MeDIP-seq (and this should be the same for methylCap-seq/MBD-seq which I’m told is better) is advertised as reasonable cost-effective method to find differentially methylated regions (DMRs). 40 million reads or 1/5th of a lane on the HiSeq is an adequate amount of sequencing depth. I was even told by the same guy as above that he found pretty much the same set of DMRs using methylCap-seq as he did methylC-seq.

About two years ago now, I did some meDIP-seq on some cancer cell lines. The data looked good. The one locus (KRT7 promoter/CpG island) we thought had a high chance of being a DMR between our two groups of cell lines was clearly differentially methylated. CpG islands that you would assume would be unmethylated (e.g. GAPDH) had no signal while loci that should be methylated showed high signal. But the problem was finding DMRs between our two classes of cell lines. I tried MEDIPS and MACS but they do not handle replicates natively and there was a lot of inter-condition variation, which just resulted in a lot of noise. I also saw that some minor changes in peak shapes could result in DMRs being called. Then I tried using HTseq-count to map reads to CpG islands, promoters, H3K4me1 peaks, etc. and then using DESeq to do the statistics. This worked a little better in that it did find a couple DMRs and it did return the KRT7 CpG island as a DMR and a couple others but it was a targeted approach to a small fraction of the genome.

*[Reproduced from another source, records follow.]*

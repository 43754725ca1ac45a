//! CLI Smoke Tests
//!
//! Run the varprobe binary against the reference host so the tests don't
//! depend on CoreText or on any font being installed.

use std::path::PathBuf;
use std::process::{Command, Output};

fn varprobe(args: &[&str]) -> Output {
    Command::new(env!("CARGO_BIN_EXE_varprobe"))
        .args(args)
        .output()
        .expect("Failed to execute varprobe")
}

/// Create a temporary file path
fn temp_path(ext: &str) -> PathBuf {
    let mut path = std::env::temp_dir();
    let id = std::time::SystemTime::now()
        .duration_since(std::time::UNIX_EPOCH)
        .unwrap()
        .as_nanos();
    path.push(format!("varprobe_test_{}.{}", id, ext));
    path
}

#[test]
fn test_help() {
    let output = varprobe(&["--help"]);
    assert!(output.status.success());
    let stdout = String::from_utf8_lossy(&output.stdout);
    assert!(stdout.contains("variable font"), "Help should describe the tool");
    assert!(stdout.contains("--font-file"));
    assert!(stdout.contains("--strict"));
}

#[test]
fn test_missing_font_file_is_reported_not_fatal() {
    let output = varprobe(&[
        "--host",
        "reference",
        "--source",
        "file",
        "--font-file",
        "/nonexistent/varprobe.ttf",
    ]);

    assert!(output.status.success(), "a missing font only skips the case");
    let stdout = String::from_utf8_lossy(&output.stdout);
    assert!(stdout.contains("== /nonexistent/varprobe.ttf @ 24.00pt: Failed to open font file"));
    assert!(stdout.contains("0 cases (1 failed), 0 trials, 0 suspect"));
}

#[test]
fn test_jsonl_output_is_one_object_per_line() {
    let output = varprobe(&[
        "--host",
        "reference",
        "--source",
        "file",
        "--font-file",
        "/nonexistent/varprobe.ttf",
        "--size",
        "12",
        "--format",
        "jsonl",
    ]);

    assert!(output.status.success());
    let stdout = String::from_utf8_lossy(&output.stdout);
    let events: Vec<serde_json::Value> = stdout
        .lines()
        .map(|line| serde_json::from_str(line).expect("valid JSON line"))
        .collect();
    assert_eq!(events.len(), 2);
    assert_eq!(events[0]["event"], "case_failed");
    assert_eq!(events[0]["label"], "/nonexistent/varprobe.ttf @ 12.00pt");
    assert_eq!(events[1]["event"], "summary");
    assert_eq!(events[1]["failed_cases"], 1);
}

#[test]
fn test_reference_host_has_no_ui_font() {
    let output = varprobe(&["--host", "reference", "--source", "ui", "--size", "17"]);

    assert!(output.status.success());
    let stdout = String::from_utf8_lossy(&output.stdout);
    assert!(stdout.contains("reference host does not support the system UI font"));
}

#[test]
fn test_invalid_font_data() {
    let path = temp_path("ttf");
    std::fs::write(&path, b"this is not a font file at all").unwrap();

    let output = varprobe(&[
        "--host",
        "reference",
        "--source",
        "file",
        "--font-file",
        path.to_str().unwrap(),
        "--size",
        "17",
    ]);
    let _ = std::fs::remove_file(&path);

    assert!(output.status.success());
    let stdout = String::from_utf8_lossy(&output.stdout);
    assert!(stdout.contains("Invalid font data"));
}

#[test]
fn test_negative_size_fails() {
    let output = varprobe(&["--host", "reference", "--size", "-1"]);

    assert!(!output.status.success());
    let stderr = String::from_utf8_lossy(&output.stderr);
    assert!(stderr.contains("point size must be positive"));
}

#[test]
fn test_strict_without_suspects_succeeds() {
    let output = varprobe(&[
        "--host",
        "reference",
        "--source",
        "file",
        "--font-file",
        "/nonexistent/varprobe.ttf",
        "--strict",
    ]);
    assert_eq!(output.status.code(), Some(0));
}

#[test]
fn test_unknown_format_rejected() {
    let output = varprobe(&["--format", "xml"]);
    assert!(!output.status.success());
}

#[test]
#[cfg(not(target_os = "macos"))]
fn test_coretext_host_unavailable() {
    let output = varprobe(&["--host", "coretext"]);

    assert!(!output.status.success());
    let stderr = String::from_utf8_lossy(&output.stderr);
    assert!(stderr.contains("only available on macOS"));
}
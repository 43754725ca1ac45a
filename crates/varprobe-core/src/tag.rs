//! Four-byte OpenType axis tags
//!
//! CoreText keys variation dictionaries by the tag packed into a big-endian
//! integer, so the tag carries both forms.

use std::fmt;

use serde::{Serialize, Serializer};

/// A variation axis tag such as `wght` or `opsz`
#[derive(Clone, Copy, PartialEq, Eq, Hash, PartialOrd, Ord)]
pub struct AxisTag([u8; 4]);

impl AxisTag {
    /// Optical size
    pub const OPSZ: AxisTag = AxisTag(*b"opsz");
    /// Width
    pub const WDTH: AxisTag = AxisTag(*b"wdth");
    /// Weight
    pub const WGHT: AxisTag = AxisTag(*b"wght");

    pub const fn new(bytes: [u8; 4]) -> Self {
        Self(bytes)
    }

    /// Numeric axis identifier, e.g. `wght` -> 0x77676874
    pub const fn to_u32(self) -> u32 {
        u32::from_be_bytes(self.0)
    }

    pub const fn from_u32(id: u32) -> Self {
        Self(id.to_be_bytes())
    }

    /// Identifier read back from a platform number; `None` outside `u32`
    pub fn from_id(id: i64) -> Option<Self> {
        u32::try_from(id).ok().map(Self::from_u32)
    }
}

impl fmt::Display for AxisTag {
    fn fmt(&self, f: &mut fmt::Formatter<'_>) -> fmt::Result {
        for &b in &self.0 {
            let ch = if (0x20..=0x7e).contains(&b) {
                b as char
            } else {
                '?'
            };
            write!(f, "{}", ch)?;
        }
        Ok(())
    }
}

impl fmt::Debug for AxisTag {
    fn fmt(&self, f: &mut fmt::Formatter<'_>) -> fmt::Result {
        write!(f, "AxisTag({:?})", self.to_string())
    }
}

impl Serialize for AxisTag {
    fn serialize<S: Serializer>(&self, serializer: S) -> Result<S::Ok, S::Error> {
        serializer.collect_str(self)
    }
}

After sitting on the data for longer then anyone should sit on data (about a year), a new ChIP-seq analysis package called diffReps was released in July of 2013 that handles replicates natively. Busy with my new job making TALEs and doing whole genome bisulfite sequencing, for months it was one of those things I kept on thinking I had to try. Finally, sometime towards the end of last year, I gave it a try and it work magnificently. It found a nice set of 2656 DMRs. Looking at them in the genome browser they were all nicely repeated across the our replicates and DMRs were preferentially found near our set of differentially expressed genes. So we finally got that piece of data we really needed and now the manuscript is just about finished.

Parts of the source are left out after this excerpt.